WHAT YOU WILL DO:
Which lines run from the one containing "let put_request = PutObjectRequest" to the end of the entries? Copy them exactly, both ends included, and give nothing else.

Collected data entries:
= = =
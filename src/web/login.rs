use super::{redirect, ErrorFlag};
use crate::config::Config;
use crate::middleware::ClientCtx;
use crate::session::{set_authenticated, validate_password};
use actix_session::Session;
use actix_web::{get, post, web, Error, HttpResponse};
use askama_actix::{Template, TemplateToResponse};
use serde::Deserialize;

pub(super) fn configure(conf: &mut actix_web::web::ServiceConfig) {
    conf.service(view_login)
        .service(post_login)
        .service(view_logout);
}

#[derive(Deserialize)]
pub struct FormData {
    #[serde(default)]
    password: String,
}

#[derive(Template)]
#[template(path = "login.html")]
pub struct LoginTemplate {
    pub client: ClientCtx,
    pub has_error: bool,
}

#[get("/login")]
async fn view_login(client: ClientCtx, query: web::Query<ErrorFlag>) -> HttpResponse {
    if client.is_authenticated() {
        return redirect("/");
    }

    LoginTemplate {
        client,
        has_error: query.is_set(),
    }
    .to_response()
}

#[post("/login")]
async fn post_login(
    cookies: Session,
    config: web::Data<Config>,
    form: web::Form<FormData>,
) -> Result<HttpResponse, Error> {
    if !validate_password(&config, &form.password) {
        log::info!("post_login: rejected password");
        return Ok(redirect("/login?error=1"));
    }

    set_authenticated(&cookies)?;
    Ok(redirect("/"))
}

#[get("/logout")]
async fn view_logout(cookies: Session) -> HttpResponse {
    cookies.purge();
    redirect("/login")
}
pub mod attachments;
pub mod posts;
pub mod replies;
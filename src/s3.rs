use crate::config::S3Config;
use crate::storage::{object_key, BlobStorage};
use async_trait::async_trait;
use rusoto_core::{Region, RusotoError};
use rusoto_s3::{PutObjectError, PutObjectOutput, PutObjectRequest, S3Client, S3};

pub struct S3Bucket {
    s3: S3Client,
    bucket_name: String,
    pub pub_url: String,
}

impl S3Bucket {
    pub fn new(region: Region, bucket_name: String, pub_url: String) -> S3Bucket {
        log::info!("Initializing new S3 Bucket.");

        S3Bucket {
            s3: S3Client::new(region),
            bucket_name,
            pub_url,
        }
    }

    /// Credentials come from the default AWS provider chain.
    pub fn from_config(config: &S3Config) -> anyhow::Result<S3Bucket> {
        let region = match &config.endpoint {
            Some(endpoint) => Region::Custom {
                name: config.region.to_owned(),
                endpoint: endpoint.to_owned(),
            },
            None => config.region.parse::<Region>()?,
        };

        Ok(Self::new(
            region,
            config.bucket.to_owned(),
            config.public_url.to_owned(),
        ))
    }

    pub async fn put_object(
        &self,
        data: Vec<u8>,
        key: &str,
        content_type: &str,
    ) -> Result<PutObjectOutput, RusotoError<PutObjectError>> {
        log::info!("S3Bucket: put_object: {}", key);

        let put_request = PutObjectRequest {
            bucket: self.bucket_name.to_owned(),
            key: key.to_owned(),
            content_length: Some(data.len() as i64),
            content_type: Some(content_type.to_owned()),
            body: Some(data.into()),
            ..Default::default()
        };

        self.s3.put_object(put_request).await
    }
}

#[async_trait]
impl BlobStorage for S3Bucket {
    async fn put(
        &self,
        file_name: &str,
        content_type: &str,
        data: Vec<u8>,
    ) -> anyhow::Result<String> {
        let key = object_key(file_name);
        self.put_object(data, &key, content_type).await?;
        Ok(format!("{}/{}", self.pub_url, key))
    }
}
= = =
COMPLETED TASK:
        let put_request = PutObjectRequest {
            bucket: self.bucket_name.to_owned(),
            key: key.to_owned(),
            content_length: Some(data.len() as i64),
            content_type: Some(content_type.to_owned()),
            body: Some(data.into()),
            ..Default::default()
        };

        self.s3.put_object(put_request).await
    }
}

#[async_trait]
impl BlobStorage for S3Bucket {
    async fn put(
        &self,
        file_name: &str,
        content_type: &str,
        data: Vec<u8>,
    ) -> anyhow::Result<String> {
        let key = object_key(file_name);
        self.put_object(data, &key, content_type).await?;
        Ok(format!("{}/{}", self.pub_url, key))
    }
}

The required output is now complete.